Scan the material below for every line with the string "seen", and copy those lines.

---*---

use crate::types::{CodeGraph, GraphNode, Relation};
use petgraph::graph::NodeIndex;
use petgraph::visit::EdgeRef;
use petgraph::Direction;
use std::collections::HashSet;

impl CodeGraph {
    /// Find all nodes that current node calls (outgoing Calls edges)
    pub fn get_callees(&self, node: NodeIndex) -> Vec<NodeIndex> {
        self.neighbors_by(node, Direction::Outgoing, Some(Relation::Calls))
    }

    /// Find all nodes that call current node (incoming Calls edges)
    pub fn get_callers(&self, node: NodeIndex) -> Vec<NodeIndex> {
        self.neighbors_by(node, Direction::Incoming, Some(Relation::Calls))
    }

    /// Direct successors over any relation
    pub fn successors(&self, node: NodeIndex) -> Vec<NodeIndex> {
        self.neighbors_by(node, Direction::Outgoing, None)
    }

    /// Direct predecessors over any relation
    pub fn predecessors(&self, node: NodeIndex) -> Vec<NodeIndex> {
        self.neighbors_by(node, Direction::Incoming, None)
    }

    /// Neighbours in one direction with the relation of the connecting edge, excluding
    /// external nodes. Calls come before containment; ties are ordered by id.
    pub fn project_neighbors(
        &self,
        node: NodeIndex,
        direction: Direction,
    ) -> Vec<(NodeIndex, Relation)> {
        let mut seen = HashSet::new();
        let mut out: Vec<(NodeIndex, Relation, &str)> = Vec::new();
        let mut edges: Vec<_> = self.graph.edges_directed(node, direction).collect();
        edges.sort_by_key(|e| e.weight().relation == Relation::Contains);

        for edge in edges {
            let other = match direction {
                Direction::Outgoing => edge.target(),
                Direction::Incoming => edge.source(),
            };
            let Some(data) = self.get_node(other) else {
                continue;
            };
            if data.is_external() || !seen.insert(other) {
                continue;
            }
            out.push((other, edge.weight().relation, data.id.as_str()));
        }

        out.sort_by(|a, b| {
            (a.1 == Relation::Contains, a.2).cmp(&(b.1 == Relation::Contains, b.2))
        });
        out.into_iter().map(|(idx, rel, _)| (idx, rel)).collect()
    }

    /// Module nodes, most important first
    pub fn modules_by_importance(&self) -> Vec<&GraphNode> {
        let mut modules: Vec<&GraphNode> = self
            .nodes()
            .map(|(_, node)| node)
            .filter(|node| node.kind == crate::types::NodeKind::Module)
            .collect();
        modules.sort_by(|a, b| {
            b.importance_score
                .partial_cmp(&a.importance_score)
                .unwrap_or(std::cmp::Ordering::Equal)
                .then_with(|| a.id.cmp(&b.id))
        });
        modules
    }

    /// Unique neighbours in edge insertion order
    fn neighbors_by(
        &self,
        node: NodeIndex,
        direction: Direction,
        relation: Option<Relation>,
    ) -> Vec<NodeIndex> {
        let mut edges: Vec<_> = self
            .graph
            .edges_directed(node, direction)
            .filter(|e| relation.map_or(true, |r| e.weight().relation == r))
            .collect();
        edges.sort_by_key(|e| e.id());

        let mut seen = HashSet::new();
        edges
            .into_iter()
            .map(|e| match direction {
                Direction::Outgoing => e.target(),
                Direction::Incoming => e.source(),
            })
            .filter(|idx| seen.insert(*idx))
            .collect()
    }
}
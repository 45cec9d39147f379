use crate::config::IndexerConfig;
use crate::error::{IndexerError, Result};
use ignore::WalkBuilder;
use std::path::{Component, Path, PathBuf};

/// Scanner for finding Python source files in a project
pub struct FileScanner {
    root: PathBuf,
    config: IndexerConfig,
}

impl FileScanner {
    pub fn new(root: impl AsRef<Path>, config: IndexerConfig) -> Self {
        Self {
            root: root.as_ref().to_path_buf(),
            config,
        }
    }

    pub fn root(&self) -> &Path {
        &self.root
    }

    /// Scan the root for source files, sorted by path.
    ///
    /// Fails only when the root itself cannot be enumerated; unreadable entries below it
    /// are logged and skipped.
    pub fn scan(&self) -> Result<Vec<PathBuf>> {
        if !self.root.is_dir() {
            return Err(IndexerError::InvalidPath(format!(
                "{} is not a readable directory",
                self.root.display()
            )));
        }

        let mut files = Vec::new();

        for result in self.walker().build() {
            match result {
                Ok(entry) => {
                    let Some(file_type) = entry.file_type() else {
                        continue;
                    };
                    if !file_type.is_file() {
                        continue;
                    }

                    let path = entry.path();
                    if let Ok(meta) = entry.metadata() {
                        if meta.len() > self.config.max_file_size_bytes {
                            log::debug!(
                                "Skipping large file {} ({} bytes > {})",
                                path.display(),
                                meta.len(),
                                self.config.max_file_size_bytes
                            );
                            continue;
                        }
                    }

                    if !self.is_source_file(path) {
                        continue;
                    }

                    files.push(path.to_path_buf());
                }
                Err(e) => log::warn!("Failed to read entry: {e}"),
            }
        }

        files.sort();
        log::info!("Found {} source files", files.len());
        Ok(files)
    }

    /// Indented listing of directories and source files, `name/` for directories and
    /// four spaces per level, capped at `limit` lines
    pub fn file_tree(&self, limit: usize) -> Vec<String> {
        let mut lines = Vec::new();
        for entry in self.walker().sort_by_file_name(|a, b| a.cmp(b)).build() {
            if lines.len() >= limit {
                break;
            }
            let entry = match entry {
                Ok(entry) => entry,
                Err(e) => {
                    log::warn!("Failed to read entry: {e}");
                    continue;
                }
            };
            let is_dir = entry.file_type().is_some_and(|t| t.is_dir());
            if !is_dir && !self.is_source_file(entry.path()) {
                continue;
            }
            let name = entry.file_name().to_string_lossy();
            let indent = " ".repeat(4 * entry.depth());
            lines.push(if is_dir {
                format!("{indent}{name}/")
            } else {
                format!("{indent}{name}")
            });
        }
        lines
    }

    /// Relative path of the README closest to the root; shorter paths win ties
    pub fn find_readme(&self) -> Option<String> {
        self.walker()
            .build()
            .filter_map(|entry| entry.ok())
            .filter(|entry| entry.file_type().is_some_and(|t| t.is_file()))
            .filter(|entry| {
                entry
                    .file_name()
                    .to_string_lossy()
                    .to_lowercase()
                    .contains("readme")
            })
            .map(|entry| (entry.depth(), self.relative_path(entry.path())))
            .min_by(|a, b| (a.0, a.1.len(), &a.1).cmp(&(b.0, b.1.len(), &b.1)))
            .map(|(_, path)| path)
    }

    fn walker(&self) -> WalkBuilder {
        let root = self.root.clone();
        let ignore_dirs = self.config.ignore_dirs.clone();
        let gitignore = self.config.respect_gitignore;

        let mut builder = WalkBuilder::new(&self.root);
        builder
            .hidden(true)
            .git_ignore(gitignore)
            .git_global(gitignore)
            .git_exclude(gitignore)
            .require_git(false)
            .filter_entry(move |entry| !is_ignored_scope(entry.path(), &root, &ignore_dirs));
        builder
    }

    /// Path of `file` relative to the root, always `/`-separated
    pub fn relative_path(&self, file: &Path) -> String {
        relative_path(&self.root, file)
    }

    fn is_source_file(&self, path: &Path) -> bool {
        path.extension()
            .and_then(|ext| ext.to_str())
            .map(|ext| {
                self.config
                    .extensions
                    .iter()
                    .any(|candidate| candidate.eq_ignore_ascii_case(ext))
            })
            .unwrap_or(false)
    }
}

pub(crate) fn relative_path(root: &Path, file: &Path) -> String {
    let relative = file.strip_prefix(root).unwrap_or(file);
    relative
        .components()
        .filter_map(|component| match component {
            Component::Normal(name) => Some(name.to_string_lossy().into_owned()),
            _ => None,
        })
        .collect::<Vec<_>>()
        .join("/")
}

fn is_ignored_scope(path: &Path, root: &Path, ignore_dirs: &[String]) -> bool {
    if let Ok(relative) = path.strip_prefix(root) {
        for component in relative.components() {
            if let Component::Normal(name) = component {
                let name = name.to_string_lossy();
                if ignore_dirs.iter().any(|ignored| ignored == name.as_ref()) {
                    return true;
                }
            }
        }
    }
    false
}
/// Characters treated as token boundaries besides whitespace
const SEPARATORS: &[char] = &[
    '_', '.', ':', '(', ')', '[', ']', '{', '}', '=', '/', '\\', ',',
];

/// Lowercase word tokens for keyword indexing and queries.
///
/// Identifiers split on underscores and dots, so `load_config` and `pkg.load_config`
/// both yield `load` and `config`.
pub fn tokenize(text: &str) -> Vec<String> {
    text.split(|c: char| c.is_whitespace() || SEPARATORS.contains(&c))
        .filter(|token| !token.is_empty())
        .map(str::to_lowercase)
        .collect()
}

---*---

**Reply**:
        let mut seen = HashSet::new();
            if data.is_external() || !seen.insert(other) {
        let mut seen = HashSet::new();
            .filter(|idx| seen.insert(*idx))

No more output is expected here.